*What this task involves*
Search the records for "projected". Copy every line where it appears.

*Task inputs*
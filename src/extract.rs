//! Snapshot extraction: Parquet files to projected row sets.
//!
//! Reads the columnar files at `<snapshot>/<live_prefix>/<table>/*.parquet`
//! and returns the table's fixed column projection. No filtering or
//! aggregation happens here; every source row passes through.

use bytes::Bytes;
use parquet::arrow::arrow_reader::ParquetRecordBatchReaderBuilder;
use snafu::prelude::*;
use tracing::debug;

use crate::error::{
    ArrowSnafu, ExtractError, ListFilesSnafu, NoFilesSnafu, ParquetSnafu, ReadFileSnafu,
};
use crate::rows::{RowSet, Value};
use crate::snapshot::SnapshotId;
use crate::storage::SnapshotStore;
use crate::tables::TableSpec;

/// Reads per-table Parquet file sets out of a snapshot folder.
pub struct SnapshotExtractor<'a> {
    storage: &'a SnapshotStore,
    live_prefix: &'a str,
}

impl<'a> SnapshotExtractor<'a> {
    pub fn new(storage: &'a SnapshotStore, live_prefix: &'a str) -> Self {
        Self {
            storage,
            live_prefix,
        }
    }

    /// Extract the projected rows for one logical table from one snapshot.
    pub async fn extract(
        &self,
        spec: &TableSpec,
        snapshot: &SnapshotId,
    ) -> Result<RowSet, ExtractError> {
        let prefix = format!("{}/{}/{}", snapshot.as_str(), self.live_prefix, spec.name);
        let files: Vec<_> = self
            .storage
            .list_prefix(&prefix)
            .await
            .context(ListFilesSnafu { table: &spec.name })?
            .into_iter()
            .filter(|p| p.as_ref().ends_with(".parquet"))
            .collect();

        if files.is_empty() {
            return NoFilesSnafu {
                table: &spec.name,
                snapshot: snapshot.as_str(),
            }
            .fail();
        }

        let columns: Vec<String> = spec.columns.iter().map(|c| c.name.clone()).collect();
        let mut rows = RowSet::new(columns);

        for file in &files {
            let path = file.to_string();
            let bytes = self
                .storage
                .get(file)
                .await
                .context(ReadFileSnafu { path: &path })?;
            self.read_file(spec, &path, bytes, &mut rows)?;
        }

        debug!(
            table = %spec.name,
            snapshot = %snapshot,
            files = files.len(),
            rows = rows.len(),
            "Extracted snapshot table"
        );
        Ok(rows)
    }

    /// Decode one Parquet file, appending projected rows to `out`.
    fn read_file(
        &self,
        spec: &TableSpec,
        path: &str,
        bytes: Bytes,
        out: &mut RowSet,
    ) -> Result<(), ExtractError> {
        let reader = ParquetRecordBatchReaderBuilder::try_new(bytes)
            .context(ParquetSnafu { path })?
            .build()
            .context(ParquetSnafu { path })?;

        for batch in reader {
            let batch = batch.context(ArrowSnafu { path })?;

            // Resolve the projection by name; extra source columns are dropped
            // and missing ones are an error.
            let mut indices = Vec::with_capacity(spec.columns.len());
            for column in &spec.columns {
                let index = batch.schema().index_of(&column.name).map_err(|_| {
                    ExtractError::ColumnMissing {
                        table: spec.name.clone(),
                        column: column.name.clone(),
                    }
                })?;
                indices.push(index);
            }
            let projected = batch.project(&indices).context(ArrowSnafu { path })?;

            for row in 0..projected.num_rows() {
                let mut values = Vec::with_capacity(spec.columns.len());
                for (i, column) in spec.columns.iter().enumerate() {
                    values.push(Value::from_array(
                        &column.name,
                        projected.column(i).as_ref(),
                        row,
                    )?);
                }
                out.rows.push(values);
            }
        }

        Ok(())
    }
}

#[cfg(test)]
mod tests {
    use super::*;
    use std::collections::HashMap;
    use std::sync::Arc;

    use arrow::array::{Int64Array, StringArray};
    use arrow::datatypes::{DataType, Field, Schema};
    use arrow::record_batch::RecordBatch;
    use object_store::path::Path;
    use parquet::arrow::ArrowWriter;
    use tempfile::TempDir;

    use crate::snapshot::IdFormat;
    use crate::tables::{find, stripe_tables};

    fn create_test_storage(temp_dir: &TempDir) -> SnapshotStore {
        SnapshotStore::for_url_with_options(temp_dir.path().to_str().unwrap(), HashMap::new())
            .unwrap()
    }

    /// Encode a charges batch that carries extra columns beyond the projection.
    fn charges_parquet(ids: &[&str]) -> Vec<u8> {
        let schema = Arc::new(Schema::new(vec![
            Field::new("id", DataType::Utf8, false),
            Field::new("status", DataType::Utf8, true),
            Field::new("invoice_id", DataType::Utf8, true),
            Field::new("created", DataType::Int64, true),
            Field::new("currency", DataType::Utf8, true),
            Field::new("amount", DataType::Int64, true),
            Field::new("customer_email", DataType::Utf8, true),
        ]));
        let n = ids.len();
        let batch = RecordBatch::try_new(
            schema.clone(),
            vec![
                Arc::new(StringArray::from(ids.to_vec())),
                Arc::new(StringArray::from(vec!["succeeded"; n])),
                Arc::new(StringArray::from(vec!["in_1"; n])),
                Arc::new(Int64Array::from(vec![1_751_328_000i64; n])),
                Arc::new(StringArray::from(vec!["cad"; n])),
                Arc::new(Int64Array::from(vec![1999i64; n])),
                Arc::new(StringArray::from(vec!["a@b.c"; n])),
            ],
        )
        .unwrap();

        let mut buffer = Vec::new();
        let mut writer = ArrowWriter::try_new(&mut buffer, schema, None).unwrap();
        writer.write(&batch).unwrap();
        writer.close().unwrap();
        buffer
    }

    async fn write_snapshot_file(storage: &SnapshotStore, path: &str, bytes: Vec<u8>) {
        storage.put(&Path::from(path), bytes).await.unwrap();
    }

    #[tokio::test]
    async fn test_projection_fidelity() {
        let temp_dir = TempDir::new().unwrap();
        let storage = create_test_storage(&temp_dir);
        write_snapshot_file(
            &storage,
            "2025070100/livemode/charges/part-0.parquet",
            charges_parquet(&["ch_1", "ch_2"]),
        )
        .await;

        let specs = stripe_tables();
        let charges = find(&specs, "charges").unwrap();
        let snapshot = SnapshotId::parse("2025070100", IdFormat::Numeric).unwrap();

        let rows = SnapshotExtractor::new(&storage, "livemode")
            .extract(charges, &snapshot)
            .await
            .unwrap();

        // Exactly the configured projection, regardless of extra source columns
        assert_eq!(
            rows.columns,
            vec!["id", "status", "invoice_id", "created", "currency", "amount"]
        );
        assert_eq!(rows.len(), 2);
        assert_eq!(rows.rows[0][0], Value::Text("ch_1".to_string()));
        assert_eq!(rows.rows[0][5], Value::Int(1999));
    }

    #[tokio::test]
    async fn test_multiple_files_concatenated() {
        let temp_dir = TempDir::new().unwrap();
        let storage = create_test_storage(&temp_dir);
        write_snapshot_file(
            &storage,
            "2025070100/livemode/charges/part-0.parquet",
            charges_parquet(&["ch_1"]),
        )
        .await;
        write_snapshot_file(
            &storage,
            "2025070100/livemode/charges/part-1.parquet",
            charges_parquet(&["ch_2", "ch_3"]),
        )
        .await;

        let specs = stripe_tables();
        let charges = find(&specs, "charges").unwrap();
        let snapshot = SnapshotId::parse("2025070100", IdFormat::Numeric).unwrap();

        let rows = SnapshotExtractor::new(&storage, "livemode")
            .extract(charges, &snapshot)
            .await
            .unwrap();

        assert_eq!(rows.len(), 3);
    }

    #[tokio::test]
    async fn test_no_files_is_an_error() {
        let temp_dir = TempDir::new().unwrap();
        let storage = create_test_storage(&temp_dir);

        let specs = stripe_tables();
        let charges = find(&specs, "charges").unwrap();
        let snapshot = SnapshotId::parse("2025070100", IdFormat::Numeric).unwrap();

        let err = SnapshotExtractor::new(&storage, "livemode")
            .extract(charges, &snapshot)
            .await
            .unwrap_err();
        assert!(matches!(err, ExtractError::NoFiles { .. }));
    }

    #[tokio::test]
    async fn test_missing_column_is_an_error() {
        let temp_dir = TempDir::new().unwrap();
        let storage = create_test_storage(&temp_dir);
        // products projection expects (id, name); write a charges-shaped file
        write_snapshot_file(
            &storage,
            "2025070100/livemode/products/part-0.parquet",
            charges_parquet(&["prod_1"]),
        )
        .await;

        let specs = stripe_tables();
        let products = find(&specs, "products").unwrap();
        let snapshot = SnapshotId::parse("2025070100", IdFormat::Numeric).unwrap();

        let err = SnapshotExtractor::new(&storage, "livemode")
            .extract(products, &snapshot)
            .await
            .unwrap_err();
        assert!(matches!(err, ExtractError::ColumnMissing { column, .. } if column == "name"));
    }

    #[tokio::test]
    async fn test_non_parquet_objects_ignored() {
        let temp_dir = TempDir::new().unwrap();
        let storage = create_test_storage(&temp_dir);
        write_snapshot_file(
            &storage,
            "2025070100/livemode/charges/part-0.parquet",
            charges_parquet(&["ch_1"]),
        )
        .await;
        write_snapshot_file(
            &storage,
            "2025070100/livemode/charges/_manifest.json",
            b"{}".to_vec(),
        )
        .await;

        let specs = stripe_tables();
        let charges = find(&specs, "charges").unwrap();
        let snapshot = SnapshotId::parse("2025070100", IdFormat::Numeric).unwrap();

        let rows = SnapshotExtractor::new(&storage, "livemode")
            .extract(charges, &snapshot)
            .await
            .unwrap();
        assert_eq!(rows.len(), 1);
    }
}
* * *
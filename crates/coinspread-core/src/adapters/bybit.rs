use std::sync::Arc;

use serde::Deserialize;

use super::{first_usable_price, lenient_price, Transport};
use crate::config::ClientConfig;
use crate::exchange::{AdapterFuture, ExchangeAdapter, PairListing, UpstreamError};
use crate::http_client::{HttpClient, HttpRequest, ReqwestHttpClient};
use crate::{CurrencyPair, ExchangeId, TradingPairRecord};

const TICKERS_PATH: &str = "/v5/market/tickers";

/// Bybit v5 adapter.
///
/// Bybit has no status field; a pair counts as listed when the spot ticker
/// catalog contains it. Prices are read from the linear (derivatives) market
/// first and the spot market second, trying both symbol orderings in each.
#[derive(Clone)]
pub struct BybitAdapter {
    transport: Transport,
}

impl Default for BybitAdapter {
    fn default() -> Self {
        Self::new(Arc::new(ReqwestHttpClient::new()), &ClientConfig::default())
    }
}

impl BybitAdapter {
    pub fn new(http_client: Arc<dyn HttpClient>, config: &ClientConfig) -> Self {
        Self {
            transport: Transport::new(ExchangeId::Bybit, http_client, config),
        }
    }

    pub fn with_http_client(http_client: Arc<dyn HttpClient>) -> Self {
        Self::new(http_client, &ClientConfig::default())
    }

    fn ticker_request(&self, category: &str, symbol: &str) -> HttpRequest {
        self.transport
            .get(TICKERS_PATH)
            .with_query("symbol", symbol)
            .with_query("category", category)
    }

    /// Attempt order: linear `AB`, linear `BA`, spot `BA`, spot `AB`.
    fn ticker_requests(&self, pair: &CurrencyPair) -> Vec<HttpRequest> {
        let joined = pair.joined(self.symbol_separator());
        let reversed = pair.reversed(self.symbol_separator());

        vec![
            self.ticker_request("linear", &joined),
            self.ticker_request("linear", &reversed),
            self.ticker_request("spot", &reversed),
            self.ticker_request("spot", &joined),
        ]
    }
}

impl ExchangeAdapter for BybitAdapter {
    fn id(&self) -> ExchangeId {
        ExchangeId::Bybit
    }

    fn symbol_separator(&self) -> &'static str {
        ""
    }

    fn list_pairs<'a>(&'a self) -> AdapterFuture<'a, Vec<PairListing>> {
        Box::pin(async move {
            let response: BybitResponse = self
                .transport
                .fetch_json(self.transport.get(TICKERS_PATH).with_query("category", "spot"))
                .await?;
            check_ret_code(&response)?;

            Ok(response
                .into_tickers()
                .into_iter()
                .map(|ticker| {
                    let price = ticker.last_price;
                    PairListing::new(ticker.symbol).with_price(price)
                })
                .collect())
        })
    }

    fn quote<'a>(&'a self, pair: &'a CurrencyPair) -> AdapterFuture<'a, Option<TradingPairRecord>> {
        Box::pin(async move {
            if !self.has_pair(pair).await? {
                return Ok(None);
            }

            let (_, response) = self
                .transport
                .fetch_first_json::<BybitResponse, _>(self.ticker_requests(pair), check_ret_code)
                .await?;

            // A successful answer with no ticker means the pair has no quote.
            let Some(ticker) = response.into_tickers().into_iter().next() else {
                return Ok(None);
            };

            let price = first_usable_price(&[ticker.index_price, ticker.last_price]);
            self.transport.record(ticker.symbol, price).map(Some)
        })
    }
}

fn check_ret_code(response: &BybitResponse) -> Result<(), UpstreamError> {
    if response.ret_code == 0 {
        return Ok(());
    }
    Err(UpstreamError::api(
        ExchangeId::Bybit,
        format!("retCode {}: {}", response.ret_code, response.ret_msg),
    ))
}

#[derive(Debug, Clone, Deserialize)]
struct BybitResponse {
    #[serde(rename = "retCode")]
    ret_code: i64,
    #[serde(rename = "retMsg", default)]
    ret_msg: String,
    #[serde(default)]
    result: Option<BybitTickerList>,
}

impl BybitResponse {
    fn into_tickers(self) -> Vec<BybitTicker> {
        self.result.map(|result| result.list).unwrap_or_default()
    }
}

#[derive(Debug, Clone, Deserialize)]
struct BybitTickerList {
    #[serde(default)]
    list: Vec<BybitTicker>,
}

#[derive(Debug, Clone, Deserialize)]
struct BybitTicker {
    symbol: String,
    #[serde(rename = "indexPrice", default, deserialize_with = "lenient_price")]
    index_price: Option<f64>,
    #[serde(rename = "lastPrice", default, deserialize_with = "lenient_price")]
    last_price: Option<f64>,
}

*Result for this exercise*
//! Snapshot extraction: Parquet files to projected row sets.
    /// Extract the projected rows for one logical table from one snapshot.
    /// Decode one Parquet file, appending projected rows to `out`.
            let projected = batch.project(&indices).context(ArrowSnafu { path })?;
            for row in 0..projected.num_rows() {
                        projected.column(i).as_ref(),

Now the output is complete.